Deciding it might not be the best idea to get drunk on a weekday afternoon, we met instead at GreenBuilt Construction and Consulting in Midtown, an eco-friendly firm where both these women work—a perfect arrangement because I could see firsthand how women, including Nicholls and Pickert, have managed to comprise more than half of the company’s seven-member team. Apparently, these ladies are guilty of engaging in some sort of grand-scale, female takeover of the construction industry—historically a male-dominated field. I’ll take this type of illicit activity over a bottle of vodka any day!
Nicholls wasn’t always a beer drinker, at least not as a child growing up in southwestern Oregon on a ranch near the big timber-mill towns of Sutherland and Roseburg. But she’s always been an environmentalist.
“My dad was a hunter, and when I was a kid, I used to cry when he’d come back home with a dead animal,” she said.
Eventually, crying paid off: Dad now only shoots deer and elk when they wander onto his property and do damage. At the University of San Diego, Nicholls majored in biology and minored in environmental science, then worked for The Nature Conservancy. In April of 2007, she moved to Sacramento and asked GreenBuilt owner Scott Blunk to sit down over a beer so she could pick his brain for information on our local green scene; he ended up hiring her. Since then, Nicholls has developed an interest in green-building certification processes and energy efficiency. She also volunteers with the Environmental Council of Sacramento.
Beer-drinking buddy Pickert grew up in Kansas, where as a little girl, she’d sit at her father’s desk and draw house floor plans. She lived in Portland, Ore., for 20 years, during which time she developed an interest in material reuse. Nineteen years ago, she bought and remodeled her first house; in all of her remodeling projects since, she finds ways to preserve an old house’s quality by incorporating original building materials into updated designs. She hates seeing salvageable stuff go to waste.
Pickert briefly owned a ceramic-tile installation company, then earned her contractor’s license, moved to Sacramento and now does construction-project management for GreenBuilt. In this role, she faces something unenviable: continually having to prove her expertise and right to work in the building industry.

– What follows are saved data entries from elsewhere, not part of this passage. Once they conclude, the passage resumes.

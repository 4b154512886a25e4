//! MemoryStore - in-process store with the same constraints as the schema
//!
//! Tables live behind one async mutex. An enrollment transaction holds the
//! lock for its whole life, so transactions are serialized, and keeps its
//! writes staged until `commit`; a dropped transaction leaves no trace.

use super::{EnrollmentTx, StoreError, TripStore};
use crate::dtos::{CreateClientDTO, CreateClientTripDTO};
use crate::entities::{Client, ClientTrip, Country, Trip, TripCountry, TripParticipant};
use crate::trips::{PageRequest, Paginate};
use async_trait::async_trait;
use std::collections::BTreeMap;
use std::sync::Arc;
use tokio::sync::{Mutex, OwnedMutexGuard};
use tracing::{debug, instrument};

#[derive(Debug, Default)]
struct Tables {
    trips: BTreeMap<i32, Trip>,
    countries: BTreeMap<i32, Country>,
    // (id_country, id_trip)
    country_trip: Vec<(i32, i32)>,
    clients: BTreeMap<i32, Client>,
    client_trip: Vec<ClientTrip>,
}

impl Tables {
    fn client_by_pesel(&self, pesel: &str) -> Option<&Client> {
        self.clients.values().find(|c| c.pesel == pesel)
    }

    fn enrollment(&self, id_client: i32, id_trip: i32) -> Option<&ClientTrip> {
        self.client_trip
            .iter()
            .find(|e| e.id_client == id_client && e.id_trip == id_trip)
    }

    fn next_client_id(&self) -> i32 {
        self.clients.keys().next_back().map_or(1, |id| id + 1)
    }
}

#[derive(Clone, Default)]
pub struct MemoryStore {
    tables: Arc<Mutex<Tables>>,
}

impl MemoryStore {
    pub fn new() -> Self {
        Self::default()
    }

    pub async fn add_trip(&self, trip: Trip) {
        self.tables.lock().await.trips.insert(trip.id_trip, trip);
    }

    /// Adds a country and links it to the given trips
    pub async fn add_country(&self, country: Country, trip_ids: &[i32]) {
        let mut tables = self.tables.lock().await;
        for id_trip in trip_ids {
            tables.country_trip.push((country.id_country, *id_trip));
        }
        tables.countries.insert(country.id_country, country);
    }

    pub async fn add_client(&self, client: Client) {
        self.tables.lock().await.clients.insert(client.id_client, client);
    }

    pub async fn add_enrollment(&self, enrollment: ClientTrip) {
        self.tables.lock().await.client_trip.push(enrollment);
    }

    pub async fn clients(&self) -> Vec<Client> {
        self.tables.lock().await.clients.values().cloned().collect()
    }

    pub async fn enrollments(&self) -> Vec<ClientTrip> {
        self.tables.lock().await.client_trip.clone()
    }
}

#[async_trait]
impl TripStore for MemoryStore {
    async fn count_trips(&self) -> Result<i64, StoreError> {
        Ok(self.tables.lock().await.trips.len() as i64)
    }

    #[instrument(skip(self), fields(offset = page.offset(), limit = page.limit()))]
    async fn trips_page(&self, page: PageRequest) -> Result<Vec<Trip>, StoreError> {
        let tables = self.tables.lock().await;
        let mut trips: Vec<&Trip> = tables.trips.values().collect();
        trips.sort_by(|a, b| {
            b.date_from
                .cmp(&a.date_from)
                .then_with(|| b.id_trip.cmp(&a.id_trip))
        });
        Ok(trips.into_iter().paginate(page).cloned().collect())
    }

    async fn countries_of(&self, trip_ids: &[i32]) -> Result<Vec<TripCountry>, StoreError> {
        let tables = self.tables.lock().await;
        let mut countries: Vec<TripCountry> = tables
            .country_trip
            .iter()
            .filter(|(_, id_trip)| trip_ids.contains(id_trip))
            .filter_map(|(id_country, id_trip)| {
                tables.countries.get(id_country).map(|country| TripCountry {
                    id_trip: *id_trip,
                    id_country: country.id_country,
                    name: country.name.clone(),
                })
            })
            .collect();
        countries.sort_by_key(|c| (c.id_trip, c.id_country));
        Ok(countries)
    }

    async fn participants_of(
        &self,
        trip_ids: &[i32],
    ) -> Result<Vec<TripParticipant>, StoreError> {
        let tables = self.tables.lock().await;
        let mut enrollments: Vec<&ClientTrip> = tables
            .client_trip
            .iter()
            .filter(|e| trip_ids.contains(&e.id_trip))
            .collect();
        enrollments.sort_by_key(|e| (e.id_trip, e.registered_at, e.id_client));

        let participants = enrollments
            .into_iter()
            .filter_map(|e| {
                tables.clients.get(&e.id_client).map(|client| TripParticipant {
                    id_trip: e.id_trip,
                    id_client: client.id_client,
                    first_name: client.first_name.clone(),
                    last_name: client.last_name.clone(),
                })
            })
            .collect();
        Ok(participants)
    }

    async fn begin(&self) -> Result<Box<dyn EnrollmentTx>, StoreError> {
        let tables = self.tables.clone().lock_owned().await;
        debug!("In-memory transaction started");
        Ok(Box::new(MemoryEnrollmentTx {
            tables,
            staged_clients: Vec::new(),
            staged_enrollments: Vec::new(),
        }))
    }
}

pub struct MemoryEnrollmentTx {
    tables: OwnedMutexGuard<Tables>,
    staged_clients: Vec<Client>,
    staged_enrollments: Vec<ClientTrip>,
}

impl MemoryEnrollmentTx {
    fn client_exists(&self, id_client: i32) -> bool {
        self.tables.clients.contains_key(&id_client)
            || self.staged_clients.iter().any(|c| c.id_client == id_client)
    }
}

#[async_trait]
impl EnrollmentTx for MemoryEnrollmentTx {
    async fn find_client_by_pesel(&mut self, pesel: &str) -> Result<Option<Client>, StoreError> {
        let staged = self.staged_clients.iter().find(|c| c.pesel == pesel);
        Ok(staged.or_else(|| self.tables.client_by_pesel(pesel)).cloned())
    }

    async fn find_enrollment(
        &mut self,
        id_client: i32,
        id_trip: i32,
    ) -> Result<Option<ClientTrip>, StoreError> {
        let staged = self
            .staged_enrollments
            .iter()
            .find(|e| e.id_client == id_client && e.id_trip == id_trip);
        Ok(staged
            .or_else(|| self.tables.enrollment(id_client, id_trip))
            .cloned())
    }

    async fn find_trip(&mut self, id_trip: i32) -> Result<Option<Trip>, StoreError> {
        Ok(self.tables.trips.get(&id_trip).cloned())
    }

    async fn insert_client(&mut self, data: &CreateClientDTO) -> Result<Client, StoreError> {
        if self.find_client_by_pesel(&data.pesel).await?.is_some() {
            return Err(StoreError::UniqueViolation(format!(
                "Duplicate entry '{}' for key 'client.uq_client_pesel'",
                data.pesel
            )));
        }

        let staged_max = self.staged_clients.iter().map(|c| c.id_client).max();
        let id_client = staged_max.map_or_else(|| self.tables.next_client_id(), |id| id + 1);

        let client = Client {
            id_client,
            first_name: data.first_name.clone(),
            last_name: data.last_name.clone(),
            email: data.email.clone(),
            telephone: data.telephone.clone(),
            pesel: data.pesel.clone(),
        };
        self.staged_clients.push(client.clone());
        Ok(client)
    }

    async fn insert_enrollment(
        &mut self,
        data: &CreateClientTripDTO,
    ) -> Result<ClientTrip, StoreError> {
        if !self.client_exists(data.id_client) || !self.tables.trips.contains_key(&data.id_trip) {
            return Err(StoreError::Constraint(format!(
                "client_trip references missing client {} or trip {}",
                data.id_client, data.id_trip
            )));
        }
        if self
            .find_enrollment(data.id_client, data.id_trip)
            .await?
            .is_some()
        {
            return Err(StoreError::UniqueViolation(format!(
                "Duplicate entry '{}-{}' for key 'client_trip.PRIMARY'",
                data.id_client, data.id_trip
            )));
        }

        let enrollment = ClientTrip {
            id_client: data.id_client,
            id_trip: data.id_trip,
            registered_at: data.registered_at,
            payment_date: data.payment_date,
        };
        self.staged_enrollments.push(enrollment.clone());
        Ok(enrollment)
    }

    async fn commit(self: Box<Self>) -> Result<(), StoreError> {
        let MemoryEnrollmentTx {
            mut tables,
            staged_clients,
            staged_enrollments,
        } = *self;
        debug!(
            "Committing {} clients and {} enrollments",
            staged_clients.len(),
            staged_enrollments.len()
        );
        for client in staged_clients {
            tables.clients.insert(client.id_client, client);
        }
        tables.client_trip.extend(staged_enrollments);
        Ok(())
    }
}
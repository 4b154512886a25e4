//! Country entity

use serde::{Deserialize, Serialize};

#[derive(Serialize, Deserialize, Debug, Clone, PartialEq, sqlx::FromRow)]
pub struct Country {
    pub id_country: i32,
    pub name: String,
}

#[derive(Serialize, Deserialize, Debug, Clone, PartialEq, sqlx::FromRow)]
pub struct TripCountry {
    pub id_trip: i32,
    pub id_country: i32,
    pub name: String,
}
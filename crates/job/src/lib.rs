//! Download job builder for quicker-ytdl
//!
//! Turns a drive root, a pasted URL and an audio-only flag into a single
//! blocking run of the external downloader:
//!
//! 1. [`destination`] makes sure the fixed-name working directory exists
//! 2. [`template`] picks the output naming scheme (single item or playlist)
//! 3. [`invocation`] assembles the ordered argument list
//! 4. [`runner`] launches the process
//!
//! [`Downloader`] ties the steps together.

pub mod config;
pub mod destination;
mod error;
pub mod invocation;
pub mod pipeline;
pub mod reveal;
pub mod runner;
pub mod template;

pub use config::{AppConfig, ConfigError, JobConfig};
pub use destination::{DriveRoot, WorkingDirectory};
pub use error::{JobError, Result};
pub use invocation::{DownloadRequest, DownloaderInvocation};
pub use pipeline::{Downloader, JobReport};
pub use runner::{probe_version, ProcessRunner, RunStatus, SystemRunner};
pub use template::OutputTemplate;
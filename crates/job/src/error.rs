use std::path::PathBuf;
use thiserror::Error;

#[derive(Debug, Error)]
pub enum JobError {
    #[error("drive root must not be empty")]
    EmptyDriveRoot,

    #[error("no URL was provided")]
    EmptyUrl,

    #[error("unable to create \"{}\": {source}", path.display())]
    DestinationUnavailable {
        path: PathBuf,
        #[source]
        source: std::io::Error,
    },

    #[error("unable to launch {program}: {source}")]
    SpawnFailure {
        program: String,
        #[source]
        source: std::io::Error,
    },

    #[error("unable to open {} in {program}: {source}", path.display())]
    RevealFailure {
        program: String,
        path: PathBuf,
        #[source]
        source: std::io::Error,
    },
}

pub type Result<T> = std::result::Result<T, JobError>;
//! Open the working directory in the platform file browser

use tracing::{info, warn};

use crate::destination::WorkingDirectory;
use crate::runner::ProcessRunner;
use crate::{JobError, Result};

/// File browser launched for the current platform
pub fn file_browser() -> &'static str {
    if cfg!(windows) {
        "explorer"
    } else if cfg!(target_os = "macos") {
        "open"
    } else {
        "xdg-open"
    }
}

/// Start the file browser on `directory` without waiting for it.
pub fn open_directory<R: ProcessRunner>(runner: &R, directory: &WorkingDirectory) -> Result<()> {
    let program = file_browser();
    let path = directory.path();

    info!("Opening {} in {}", path.display(), program);
    runner
        .launch(program, &[path.as_os_str()])
        .map_err(|e| {
            warn!("Unable to open {}: {}", path.display(), e);
            JobError::RevealFailure {
                program: program.to_string(),
                path: path.to_path_buf(),
                source: e,
            }
        })
}
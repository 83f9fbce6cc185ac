//! Downloader command line assembly
//!
//! Produces `<executable> -ci [-f <format>] -o <template> <url>`. Flag/value
//! pairs stay adjacent and the format selector always precedes the output
//! template.

use std::fmt;
use std::path::Path;

use crate::config::JobConfig;
use crate::destination::WorkingDirectory;
use crate::template::OutputTemplate;

/// Continue partially downloaded files, ignore per-item errors
const CONTINUE_IGNORE_ERRORS: &str = "-ci";
const FORMAT_FLAG: &str = "-f";
const OUTPUT_FLAG: &str = "-o";

/// One user action's worth of input
#[derive(Debug, Clone, Copy)]
pub struct DownloadRequest<'a> {
    pub directory: &'a WorkingDirectory,
    pub url: &'a str,
    pub audio_only: bool,
}

impl<'a> DownloadRequest<'a> {
    pub fn new(directory: &'a WorkingDirectory, url: &'a str, audio_only: bool) -> Self {
        Self {
            directory,
            url,
            audio_only,
        }
    }
}

/// Ordered command tokens, program first
#[derive(Debug, Clone, PartialEq, Eq)]
pub struct DownloaderInvocation {
    program: String,
    args: Vec<String>,
    template: OutputTemplate,
}

impl DownloaderInvocation {
    pub fn from_request(request: &DownloadRequest<'_>, config: &JobConfig) -> Self {
        Self::assemble(
            request.directory.path(),
            request.url,
            request.audio_only,
            config,
        )
    }

    /// Build the invocation for an already-resolved directory path.
    pub fn assemble(directory: &Path, url: &str, audio_only: bool, config: &JobConfig) -> Self {
        let template = OutputTemplate::for_url(directory, url, config);

        let mut args = vec![CONTINUE_IGNORE_ERRORS.to_string()];
        if audio_only {
            args.push(FORMAT_FLAG.to_string());
            args.push(config.audio_format_id.clone());
        }
        args.push(OUTPUT_FLAG.to_string());
        args.push(template.as_str().to_string());
        args.push(url.to_string());

        Self {
            program: config.executable.clone(),
            args,
            template,
        }
    }

    pub fn program(&self) -> &str {
        &self.program
    }

    pub fn args(&self) -> &[String] {
        &self.args
    }

    pub fn template(&self) -> &OutputTemplate {
        &self.template
    }

    /// Program followed by its arguments
    pub fn tokens(&self) -> Vec<&str> {
        std::iter::once(self.program.as_str())
            .chain(self.args.iter().map(String::as_str))
            .collect()
    }
}

impl fmt::Display for DownloaderInvocation {
    fn fmt(&self, f: &mut fmt::Formatter<'_>) -> fmt::Result {
        write!(f, "{:?}", self.tokens())
    }
}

“I personally still feel some gender bias,” Pickert said. “Every time you go out in the field, you know your credibility is going to be on the line. You really have to establish yourself and your knowledge base, because they assume you don’t know much.”
Nicholls also experiences bias on occasion.
“People are surprised that I want to do what I want to do,” Nicholls said. But does she mind climbing into dark, dirty attics to test the energy efficiency of systems, as required by her job? Heck no!
“She just blows them over with her enthusiasm and lets the rest roll off her back,” Pickert explained.
When not working on local green-building projects, Nicholls and Pickert both enjoy the great outdoors. And they drink beer. If my calculations are correct, Nicholls will be enjoying IPAs and red ales—she loves Cascade hops—this fall, before knocking back stouts and porters in the winter months. Pickert prefers amber ales year-round.
As for me, I don’t even know what “Cascade hops” means, but I know one thing: I’d play a game of beer pong if it meant a chance to bond with these two ladies.